I’m surrounded. I’m surrrounded by pregnant women, and it hurts. It hurts because I so badly want to be pregnant. It’s hard to understand why it hasn’t happened yet. I know God’s timing is best, but I don’t want to wait anymore. There are parts of me that are glad that I only have to chase one child but other parts that think it isn’t fair.

I feel forgotten. Don’t get me wrong; I’m glad for my friends. I know that pregnancy is exhausting. I know that those who are pregnant are just trying to get by because that’s all they can do. I really do sympathize. But, I am tired. I am tired of dealing with the hurt. I am tired of trying to time it right, taking my temperature, etc. I am tired of thinking about it. I’m tired of hearing about pregnancy sickness. I’m just tired.

I think this is getting harder because of the amount of time that has passed. One year ago on this past Sunday Oct 18, the baby in my womb went to be with the Lord. Oct 24th marks one year to the day that I learned my baby had died. I would have thought I would be pregnant by now. The others I know who have also lost little ones are expecting again. I don’t understand why it takes so long for me.
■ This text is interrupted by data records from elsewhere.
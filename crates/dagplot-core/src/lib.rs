#![forbid(unsafe_code)]
//! dagplot-core library.
//!
//! Turns `name>downstream` dependency lines into a deduplicated forest of
//! named nodes and assigns every node a grid position.
//!
//! ```text
//! lines ──parse::parse_all──▶ Vec<Dependency>
//!       ──graph::build──────▶ Forest (arena + name index + roots)
//!       ──layout::layout────▶ Forest with (x, y) on every node
//! ```
//!
//! # Conventions
//!
//! - **Errors**: typed `thiserror` enums from [`error`]; the core never prints.
//! - **Logging**: `tracing` macros (`debug!`, `trace!`, `warn!`).

pub mod error;
pub mod graph;
pub mod layout;
pub mod parse;

pub use error::{Error, ErrorCode, GraphError, LineError, ParseError};
pub use graph::{DagNode, Forest, NodeId, build, count_nodes, unconsumed_dependencies};
pub use layout::{Extent, layout};
pub use parse::{Dependency, ParsedLine, classify_line, parse_all, parse_line, read_lines};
I don’t want to be that person who gets upset when others become pregnant, but I am there. I want to rejoice for others. Their babies are theirs and have nothing to do with me. Life isn’t about me, and I don’t like these emotions that arise. Alas, they do arise, so I have to deal with them. I have spent time hiding, not wanting to see certain people. I still want to hide, but I have realized that my emotions are too strong to keep to myself. I know that if I express them, they won’t be so crippling. Then I have a better chance of being able to celebrate with my friends. Also, I hope that some will take a moment out of their pregnant experiences to remember me and others who hurt for our losses.

I won’t always feel this way, but today I do. I know that my God is good and that his timing is perfect. I know that I have friends who love me and hurt with me. So for today, I shed my tears and know that I will be taken care of.